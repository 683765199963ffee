//! Session authentication: token verification against the user pool's
//! published signing keys, and the request extractor that gates routes on it.

pub mod current_user;
pub mod token;
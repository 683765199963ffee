//! API request/response models for authentication.

use serde::{Deserialize, Serialize};
use utoipa::ToSchema;

#[derive(Debug, Clone, Serialize, Deserialize, ToSchema)]
pub struct LoginForm {
    pub username: String,
    pub password: String,
}

#[derive(Debug, Clone, Serialize, Deserialize, ToSchema)]
pub struct ConfirmForm {
    pub username: String,
    pub code: String,
}

/// Token triple returned by the JSON login endpoint.
#[derive(Debug, Clone, Serialize, Deserialize, ToSchema)]
pub struct TokenResponse {
    pub access_token: String,
    pub id_token: String,
    pub refresh_token: String,
}

#[derive(Debug, Clone, Serialize, Deserialize, ToSchema)]
pub struct AuthErrorResponse {
    pub error: String,
}
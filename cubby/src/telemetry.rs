//! Telemetry initialization (tracing fmt subscriber).
//!
//! Log verbosity is controlled via the standard `RUST_LOG` environment
//! variable, defaulting to `info` when unset:
//!
//! ```bash
//! export RUST_LOG="cubby=debug,tower_http=debug"
//! ```

use tracing::info;
use tracing_subscriber::EnvFilter;
use tracing_subscriber::layer::SubscriberExt;
use tracing_subscriber::util::SubscriberInitExt;

/// Initialize tracing with console output.
///
/// This function sets up tracing-subscriber with an `EnvFilter` (from
/// `RUST_LOG`, falling back to `info`) and a fmt layer.
pub fn init_telemetry() -> anyhow::Result<()> {
    let env_filter = EnvFilter::try_from_default_env().unwrap_or_else(|_| EnvFilter::new("info"));

    tracing_subscriber::registry()
        .with(env_filter)
        .with(tracing_subscriber::fmt::layer())
        .try_init()?;

    info!("Telemetry initialized");

    Ok(())
}
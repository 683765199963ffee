use clap::Parser;
use cubby::{Application, Config, telemetry};

/// Resolves on SIGTERM or Ctrl+C.
async fn shutdown_signal() {
    use tokio::signal;

    let ctrl_c = async {
        signal::ctrl_c().await.expect("Failed to install Ctrl+C handler");
    };

    #[cfg(unix)]
    let terminate = async {
        signal::unix::signal(signal::unix::SignalKind::terminate())
            .expect("Failed to install SIGTERM handler")
            .recv()
            .await;
    };

    #[cfg(not(unix))]
    let terminate = std::future::pending::<()>();

    tokio::select! {
        _ = ctrl_c => {
            tracing::info!("Received Ctrl+C, shutting down gracefully...");
        },
        _ = terminate => {
            tracing::info!("Received SIGTERM, shutting down gracefully...");
        },
    }
}

#[tokio::main]
async fn main() -> anyhow::Result<()> {
    // The JWKS fetch builds a TLS client, so the crypto provider has to be in
    // place before the first request handler runs
    rustls::crypto::aws_lc_rs::default_provider()
        .install_default()
        .expect("Failed to install rustls crypto provider");

    let args = cubby::config::Args::parse();
    let config = Config::load(&args)?;

    // --validate: config parsed and checked, nothing to start
    if args.validate {
        println!("Configuration is valid.");
        return Ok(());
    }

    telemetry::init_telemetry()?;
    tracing::debug!("{:?}", args);

    Application::new(config).await?.serve(shutdown_signal()).await
}
//! Thin wrappers around the AWS service clients the portal talks to.
//!
//! Each wrapper owns its SDK client plus the configuration slice it needs, so
//! handlers never touch raw SDK builders. All of them are cheap to clone (the
//! SDK clients are internally reference counted).

pub mod cognito;
pub mod dynamodb;
pub mod s3;
pub mod secrets;
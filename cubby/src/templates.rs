//! Server-rendered page templates.
//!
//! Templates are embedded at build time and compiled into a single shared
//! minijinja environment on first use.

use axum::http::StatusCode;
use axum::response::Html;
use minijinja::Environment;
use once_cell::sync::Lazy;
use rust_embed::RustEmbed;

use crate::errors::Error;

#[derive(RustEmbed)]
#[folder = "templates/"]
struct Templates;

static ENVIRONMENT: Lazy<Environment<'static>> = Lazy::new(|| {
    let mut env = Environment::new();
    // Same encoder the handlers use for redirect targets, so template links
    // and handler-built URLs agree on the escaping
    env.add_filter("urlencode", |value: String| urlencoding::encode(&value).into_owned());
    for name in Templates::iter() {
        let Some(file) = Templates::get(name.as_ref()) else {
            continue;
        };
        let source = String::from_utf8_lossy(&file.data).into_owned();
        env.add_template_owned(name, source).expect("embedded template failed to parse");
    }
    env
});

/// Render a named template to an HTML response.
pub fn render(name: &str, ctx: minijinja::Value) -> Result<Html<String>, Error> {
    let template = ENVIRONMENT.get_template(name).map_err(|e| Error::Internal {
        operation: format!("load template {name}: {e}"),
    })?;

    let body = template.render(ctx).map_err(|e| Error::Internal {
        operation: format!("render template {name}: {e}"),
    })?;

    Ok(Html(body))
}

/// Error page used by the `Error` response conversion.
pub fn render_error_page(status: StatusCode, message: &str) -> Result<Html<String>, Error> {
    render(
        "error.html",
        minijinja::context! {
            status => status.as_u16(),
            reason => status.canonical_reason().unwrap_or("Error"),
            message => message,
        },
    )
}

=== Exercise directions ===
In the records, how many lines have the word "String" in them? Only the number is needed.

=== Written response ===
12